Some years ago I visited a desert area in southern Peru that showed signs of long human habitation. There were many stone tools, and the ground was littered with small smooth stones about golf ball size, made of some very dense rock. The two I brought back weigh 56 and 76 grams. Just hefting them makes it obvious that being hit by one would not be just a matter of a nasty bruise.
Arrows might be somewhat worse if you are hit in an area with lots of soft tissue(without comparatively recent haemostastic techniques and antibiotics pulling out an arrow without bleeding to death or dying of infection wouldn’t be fun, while one hell of a bruise and some broken ribs would probably heal as long as no organs ruptured); but the amount of damage you can do to bone(and the brain behind it) without even the tech required for elastic storage of energy is pretty horrific.
The ancients used them defensively (raining lead slingstones from a fort with a force that could crack an unarmed skull was a helpful suggest to people outside to leave), but used them for offensive attacks as well - they had a greater range than ancient bows (according to ancient authors), and a relatively high rate of fire (one slinger could hurl ~12 stones a minute). Xenophon generally referred to slingers and bowmen as a unit in the Anabasis when discussing battles, but noted the Rhodian slingers had a greater range than the Persian bowmen or slingers, so the slings could hit them before they were in range for a counterattack. Alexander used slingers and bowmen in his sieges and attacks to great effect by raining stones and arrows on armies (though it was the advances in the Macedonian cavalry that gave him the most effective edge).
It’s been a while since I read Xenophon, but i believe he mentioned their slingers carving messages into stones, as well as grooves so they whistled in flight.
I read somewhere on line, and I don’t have the link now, that a Roman-era medical text described methods for extracting sling stones that were embedded below the surface of the skin.
The Romans would scratch messages along the lines of “Catch!” or “Heads up!”. Soldiers never change.
silent but deadly
heh
Dang, these are way neat! Totally stealing this for my pen n paper RPG campaign!
Not as scary as the diggeridoo.
Sweet dreams.
(ETA: I tried to find one with Morris dancers too, but the Internet apparently isn’t ready for such things yet.)
In combination slings and bows probably compensated for each other’s deficiencies. Arrows can penetrate armour better but bullets go farther, and the like.
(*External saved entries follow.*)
//! media-archive: a small curated catalog of videos with screenshots
//!
//! Anyone can browse and search the catalog. One configured admin can add,
//! edit and delete entries; screenshots are uploaded to object storage and
//! referenced by public URL.
//!
//! Provides:
//! - `catalog`: entries, drafts and the in-memory store
//! - `upload`: object storage boundary and the screenshot uploader
//! - `auth`: identity providers and the admin gate
//! - `session`: per-browser catalog and auth state
//! - `submit`: the admin add/edit/delete path
//! - `api`: axum HTTP surface

pub mod api;
pub mod auth;
pub mod catalog;
pub mod config;
pub mod error;
pub mod session;
pub mod submit;
pub mod upload;

pub use api::{create_router, AppState};
pub use catalog::{CatalogStore, VideoDraft, VideoEntry};
pub use config::Config;
pub use error::{ArchiveError, Result};

use std::sync::Arc;
use std::time::Duration;

use tracing::info;

use auth::{AdminPolicy, HttpIdentityProvider, IdentityProvider, LocalIdentityProvider};
use config::{AuthProviderKind, StorageBackend};
use session::SessionRegistry;
use upload::{HttpObjectStore, ImageUploader, MemoryObjectStore, ObjectStore};

/// Wire up providers, storage and the session registry from config
pub fn build_state(config: &Config) -> Result<AppState> {
    let seed = CatalogStore::from_seed(config.catalog.seed.clone())?;

    let mut memory_store = None;
    let store: Arc<dyn ObjectStore> = match config.storage.backend {
        StorageBackend::Remote => {
            let base_url = required(&config.storage.base_url, "storage.base_url")?;
            let api_key = required(&config.storage.api_key, "storage.api_key")?;
            Arc::new(HttpObjectStore::new(
                base_url,
                api_key,
                Duration::from_secs(config.storage.timeout_secs),
            )?)
        }
        StorageBackend::Memory => {
            let store = Arc::new(
                MemoryObjectStore::new()
                    .with_public_base(&config.server.public_base_url())
                    .with_capacity(config.storage.memory_capacity_bytes),
            );
            memory_store = Some(store.clone());
            store
        }
    };
    info!(backend = ?config.storage.backend, bucket = %config.storage.bucket, "Object storage ready");

    let provider: Arc<dyn IdentityProvider> = match config.auth.provider {
        AuthProviderKind::Remote => {
            let base_url = required(&config.auth.base_url, "auth.base_url")?;
            Arc::new(HttpIdentityProvider::new(
                base_url,
                config.auth.api_key.clone(),
                Duration::from_secs(config.auth.timeout_secs),
            )?)
        }
        AuthProviderKind::Local => Arc::new(LocalIdentityProvider::new(config.auth.users.clone())),
    };
    info!(provider = ?config.auth.provider, "Identity provider ready");

    let registry = SessionRegistry::new(
        seed,
        AdminPolicy::new(&config.auth.admin_email),
        Duration::from_secs(config.session.idle_ttl_secs),
    );

    Ok(AppState {
        registry: Arc::new(registry),
        uploader: ImageUploader::new(
            store,
            config.storage.bucket.clone(),
            config.storage.max_image_bytes,
        ),
        provider,
        memory_store,
    })
}

fn required<'a>(value: &'a Option<String>, field: &str) -> Result<&'a str> {
    value
        .as_deref()
        .ok_or_else(|| ArchiveError::Config(format!("{} is required", field)))
}
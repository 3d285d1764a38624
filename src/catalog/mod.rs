//! Video catalog - entries, drafts and the in-memory store
//!
//! Provides:
//! - `VideoEntry`: one cataloged video
//! - `VideoDraft`: the explicit form value passed into add/update
//! - `CatalogStore`: most-recent-first collection with title search

pub mod store;

pub use store::CatalogStore;

use chrono::NaiveDate;
use serde::{Deserialize, Serialize};

use crate::error::{ArchiveError, Result};

/// One cataloged video
#[derive(Debug, Clone, PartialEq, Eq, Serialize, Deserialize)]
pub struct VideoEntry {
    /// Opaque identifier, immutable after creation
    pub id: String,

    pub title: String,

    /// URL of the first screenshot
    pub primary_image: String,

    /// URL of the second screenshot
    #[serde(default, skip_serializing_if = "Option::is_none")]
    pub secondary_image: Option<String>,

    /// External video link
    pub video_link: String,

    /// External subtitle/fansub link
    #[serde(default, skip_serializing_if = "Option::is_none")]
    pub subtitle_link: Option<String>,

    /// Set once at creation, never touched by edits
    pub date_added: NaiveDate,

    #[serde(default, skip_serializing_if = "Option::is_none")]
    pub description: Option<String>,
}

impl VideoEntry {
    /// Check the fields every stored entry must carry
    pub fn validate(&self) -> Result<()> {
        if self.id.trim().is_empty() {
            return Err(ArchiveError::Validation("id is required".to_string()));
        }
        require("title", &self.title)?;
        require("video_link", &self.video_link)?;
        require("primary_image", &self.primary_image)?;
        Ok(())
    }
}

/// In-progress add/edit form
///
/// Image fields left as `None` mean "no replacement": `add` rejects a draft
/// without a primary image, `update` keeps the stored URLs.
#[derive(Debug, Clone, Default, PartialEq, Eq, Serialize, Deserialize)]
pub struct VideoDraft {
    #[serde(default)]
    pub title: String,

    #[serde(default)]
    pub video_link: String,

    #[serde(default)]
    pub subtitle_link: Option<String>,

    #[serde(default)]
    pub description: Option<String>,

    #[serde(default)]
    pub primary_image: Option<String>,

    #[serde(default)]
    pub secondary_image: Option<String>,
}

impl VideoDraft {
    pub fn new(title: impl Into<String>, video_link: impl Into<String>) -> Self {
        Self {
            title: title.into(),
            video_link: video_link.into(),
            ..Self::default()
        }
    }

    pub fn with_primary_image(mut self, url: impl Into<String>) -> Self {
        self.primary_image = Some(url.into());
        self
    }

    pub fn with_secondary_image(mut self, url: impl Into<String>) -> Self {
        self.secondary_image = Some(url.into());
        self
    }

    pub fn with_subtitle_link(mut self, url: impl Into<String>) -> Self {
        self.subtitle_link = Some(url.into());
        self
    }

    pub fn with_description(mut self, text: impl Into<String>) -> Self {
        self.description = Some(text.into());
        self
    }

    /// Validate the text fields both add and update require
    pub fn validate_required(&self) -> Result<()> {
        require("title", &self.title)?;
        require("video_link", &self.video_link)
    }

    /// Trim required fields and collapse blank optional fields to `None`
    pub(crate) fn normalized(self) -> Self {
        Self {
            title: self.title.trim().to_string(),
            video_link: self.video_link.trim().to_string(),
            subtitle_link: non_blank(self.subtitle_link),
            description: non_blank(self.description),
            primary_image: non_blank(self.primary_image),
            secondary_image: non_blank(self.secondary_image),
        }
    }
}

fn require(field: &str, value: &str) -> Result<()> {
    if value.trim().is_empty() {
        return Err(ArchiveError::Validation(format!("{} is required", field)));
    }
    Ok(())
}

fn non_blank(value: Option<String>) -> Option<String> {
    value
        .map(|v| v.trim().to_string())
        .filter(|v| !v.is_empty())
}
Imagine thousands of these things being flung at you at high velocity. Yes, then the whistling might add to the terror, since sometimes the sound is accompanied by the kinetic energy of the .44 magnum mentioned above.
We think of catapults as big lumbering things, but Tracey Rihll in her book The Catapul: A history also talks about handheld devices and relatively untrained troops being able to fire lots of these things.
I thought I found out about that book on BoingBoing, Can’t find it so maybe not.
edit: I also have nerf gun darts with holes in the front to make a whistling noise. Slightly less terrifying though.
Also slings and their missiles were MUCH easier to construct and you can carry a lot of them. It requires skill to use well, but with not TV back then, what else are you going to do with your time.
Also, you never really run out of ammo, as rocks would work too.
Oddly, my kid when I did our first and only D&D session chose a sling.
I want to re-run it with her now that she is older. She is into archery now, so I wonder if she will change it.
The Roman ballista came in a range of sizes from big siege engines firing large stones to small arrow-firing devices roughly equivalent to a heavy machine gun. They even had a repeating ballista, where turning a crank drew back the string, dropped a bolt into place, and fired it automatically. The rate of fire of a modern replica was about 11 bolts per minute.
There’s the problem. You pretty well have to start training as a toddler. I have played around a little with a sling, and I am a danger to anyone within fifty yards or so in any direction. In a line of slingers at my skill level, 90% of the casualties would be from friendly fire. The only way I could hit a barn consistently would be to stand inside it, and even then I couldn’t predict which wall.
“A screaming comes across the sky. It has happened before, but there is nothing to compare it to now.”
Back when I was in archaeology field school we turned up a numerous Hellenistic sling bullets at the site we were working on. They’re nasty things: couple inches long, made out of lead in a flattened oval shape. Definitely would not want to be hit by one. Most of them had been cast in molds, and some had inscriptions in Greek like “Here’s a taste of sumac!” which I guess meant something like “Take that, loser!” in the ancient Levant.
Slings are like pencils. What you can do with a simple writing instrument is amazing with practice.
But you have to start early and use it as a lifestyle. A Shepard who slings rocks at critters all day is building marksman skills.
Slings > bows in most ways. Father range, even more accurate… but the skill involved is one it takes a lifetime to develop.
The last slingers to fight in a war was in 1920. Pretty good run for a weapon so easy and practical.
The Jericho Trumpets of antiquity.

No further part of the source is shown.